The message that lay behind inside the written message grew even clearer, the longer Claire stood there, the more the words and the steam faded and her hips and the rest of her body grew less obscure. If she had stayed in this room three times in the nearly three years she’d had her job, and had written on the mirror on each visit, and hadn’t recognized the room on her return visits, and in all that time no one had cleaned the mirror thoroughly enough to remove the words she had written, then it was time to switch careers, to settle down and stop staying in hotels, or at least to find work with a company that would put her up in better hotels.
There would be no tip for housekeeping that morning. As she waited for the Uber she ordered, she gave notice in a terse email to her supervisor, whom she had only met once, when he’d hired her. He had done it himself. The rest of the time, she had been on the road.
She would travel to hire only eight more people in the two weeks that followed, at the end of which she would be done hiring people on behalf of the cowards who couldn’t face the temporary employees who didn’t know they were temporary.
Her final mirror message, written in the bathroom of the apartment she moved into in St. Louis after quitting her job, because she had family in St. Louis, was written for herself.

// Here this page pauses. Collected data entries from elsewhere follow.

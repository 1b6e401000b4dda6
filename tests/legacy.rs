use super::*;

fn chained(signer: &TestSigner, source: ChainAddress, body: Vec<u8>) -> ChainedInscription {
  ChainedInscription {
    inscription: Inscription::new("text/plain;charset=utf-8", body),
    public_key: signer.public_key(),
    source,
    destination: signer.p2pkh().script_pubkey().clone(),
    limits: Limits::default(),
  }
}

fn body(len: usize) -> Vec<u8> {
  (0..len).map(|i| (i % 251) as u8).collect()
}

#[tokio::test]
async fn small_inscription_needs_one_link_and_a_final_transaction() {
  let signer = TestSigner::new();
  let inscription = chained(&signer, signer.p2pkh(), b"hello".to_vec());
  let coins = funding(&signer.p2pkh(), &[10_000_000]);

  let transactions = inscription
    .build(&signer, FeeRate::default(), &coins)
    .await
    .unwrap();

  assert_eq!(transactions.len(), 3);
  assert_eq!(transactions[0].output.len(), 2);
  assert_eq!(transactions[1].input.len(), 1);
  assert_eq!(transactions[2].input.len(), 2);
}

#[tokio::test]
async fn split_funds_every_link() {
  let signer = TestSigner::new();
  let inscription = chained(&signer, signer.p2pkh(), body(4000));
  let coins = funding(&signer.p2pkh(), &[6_000_000, 4_000_000]);

  let transactions = inscription
    .build(&signer, FeeRate::default(), &coins)
    .await
    .unwrap();

  let split = &transactions[0];

  assert_eq!(inscription.plan().partitions.len(), 3);
  assert_eq!(transactions.len(), 5);
  assert_eq!(split.input.len(), 2);
  assert_eq!(split.output.len(), 4);

  let txid = split.compute_txid();

  for (vout, transaction) in transactions[1..].iter().enumerate() {
    assert_eq!(
      transaction.input.last().unwrap().previous_output,
      OutPoint {
        txid,
        vout: vout.try_into().unwrap(),
      },
    );
  }
}

#[tokio::test]
async fn links_spend_the_previous_hash_lock() {
  let signer = TestSigner::new();
  let inscription = chained(&signer, signer.p2pkh(), body(4000));
  let coins = funding(&signer.p2pkh(), &[10_000_000]);

  let transactions = inscription
    .build(&signer, FeeRate::default(), &coins)
    .await
    .unwrap();

  for pair in transactions[1..].windows(2) {
    let (previous, next) = (&pair[0], &pair[1]);

    assert_eq!(
      next.input[0].previous_output,
      OutPoint {
        txid: previous.compute_txid(),
        vout: 0,
      },
    );

    assert_eq!(previous.output[0].value, Limits::default().postage);

    let unlock = Chunk::parse(next.input[0].script_sig.as_bytes()).unwrap();
    let lock = ScriptBuf::from_bytes(unlock.last().unwrap().data().unwrap().to_vec());

    assert_eq!(
      previous.output[0].script_pubkey,
      ScriptBuf::new_p2sh(&lock.script_hash()),
    );
  }

  let last = transactions.last().unwrap();

  assert_eq!(last.output[0].script_pubkey, *signer.p2pkh().script_pubkey());
  assert_eq!(last.output[0].value, Limits::default().postage);
}

#[tokio::test]
async fn unlocking_scripts_reassemble_the_envelope() {
  let signer = TestSigner::new();
  let inscription = chained(&signer, signer.p2pkh(), body(4000));
  let coins = funding(&signer.p2pkh(), &[10_000_000]);

  let transactions = inscription
    .build(&signer, FeeRate::default(), &coins)
    .await
    .unwrap();

  let mut envelope = Vec::new();

  for transaction in &transactions[2..] {
    let mut chunks = Chunk::parse(transaction.input[0].script_sig.as_bytes()).unwrap();
    chunks.truncate(chunks.len() - 2);
    envelope.extend(chunks);
  }

  pretty_assert_eq!(envelope, inscription.envelope());
  assert_eq!(
    Inscription::decode_legacy(&envelope).unwrap(),
    inscription.inscription,
  );
}

#[tokio::test]
async fn fees_match_transaction_size() {
  let signer = TestSigner::new();
  let inscription = chained(&signer, signer.p2pkh(), body(2000));
  let coins = funding(&signer.p2pkh(), &[10_000_000]);

  let transactions = inscription
    .build(&signer, FeeRate::default(), &coins)
    .await
    .unwrap();

  let funding_tx = coins[0].transaction.clone();

  for (i, transaction) in transactions.iter().enumerate() {
    let previous = std::iter::once(&funding_tx)
      .chain(&transactions[..i])
      .collect::<Vec<&Transaction>>();

    let fee = input_value(transaction, &previous) - output_value(transaction);

    assert_fee_near(fee, transaction.total_size(), 4);
  }
}

#[tokio::test]
async fn segwit_source_funds_the_chain() {
  let signer = TestSigner::new();
  let inscription = chained(&signer, signer.p2wpkh(), body(600));
  let coins = funding(&signer.p2wpkh(), &[10_000_000]);

  let transactions = inscription
    .build(&signer, FeeRate::default(), &coins)
    .await
    .unwrap();

  assert_eq!(transactions.len(), 3);

  for transaction in &transactions {
    assert!(transaction.input.last().unwrap().witness.len() == 2);
  }

  assert!(
    signer
      .calls()
      .iter()
      .all(|options| !options.disable_key_tweak)
  );
}

#[tokio::test]
async fn insufficient_funds() {
  let signer = TestSigner::new();
  let inscription = chained(&signer, signer.p2pkh(), b"hello".to_vec());
  let coins = funding(&signer.p2pkh(), &[200_000]);

  assert!(matches!(
    inscription
      .build(&signer, FeeRate::default(), &coins)
      .await
      .unwrap_err(),
    SnafuError::InsufficientFunds { .. },
  ));
}

#[tokio::test]
async fn signer_errors_are_reported() {
  let signer = TestSigner::new();
  let inscription = chained(&signer, signer.p2pkh(), b"hello".to_vec());
  let coins = funding(&signer.p2pkh(), &[10_000_000]);

  let err = inscription
    .build(&FailingSigner, FeeRate::default(), &coins)
    .await
    .unwrap_err();

  assert!(matches!(err, SnafuError::Signer { .. }));
  assert_eq!(err.to_string(), "Signer failed: signer refused");
}

#[tokio::test]
async fn links_need_one_funding_coin_each() {
  let signer = TestSigner::new();
  let inscription = chained(&signer, signer.p2pkh(), b"hello".to_vec());

  let transactions = inscription
    .build_links(
      &signer,
      FeeRate::default(),
      funding(&signer.p2pkh(), &[1_000_000, 1_000_000]),
    )
    .await
    .unwrap();

  assert_eq!(transactions.len(), 2);

  assert!(matches!(
    inscription
      .build_links(
        &signer,
        FeeRate::default(),
        funding(&signer.p2pkh(), &[1_000_000]),
      )
      .await
      .unwrap_err(),
    SnafuError::ChainStarvation {
      needed: 2,
      available: 1,
    },
  ));
}

#[tokio::test]
async fn taproot_source_funds_the_chain() {
  let signer = TestSigner::new();
  let inscription = chained(&signer, signer.p2tr(), b"hello".to_vec());
  let coins = funding(&signer.p2tr(), &[10_000_000]);

  let transactions = inscription
    .build(&signer, FeeRate::default(), &coins)
    .await
    .unwrap();

  assert_eq!(transactions.len(), 3);

  for transaction in &transactions {
    assert_eq!(transaction.input.last().unwrap().witness.len(), 1);
  }
}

It was EGGENPLATZENSCHLATZ. It was a word she had made up on the spot, but she swore that when she found a job she wouldn’t travel for, except when commuting, she would decide what it meant.
Or maybe she would have someone over. Maybe the guy from Seattle would visit, and he would take a shower in her rented bathroom, and see the message, and together they would decide the meaning of EGGENPLATZENSCHLATZ.
It probably wouldn’t be the guy from Seattle.
There was no telling what might happen, though, in St. Louis.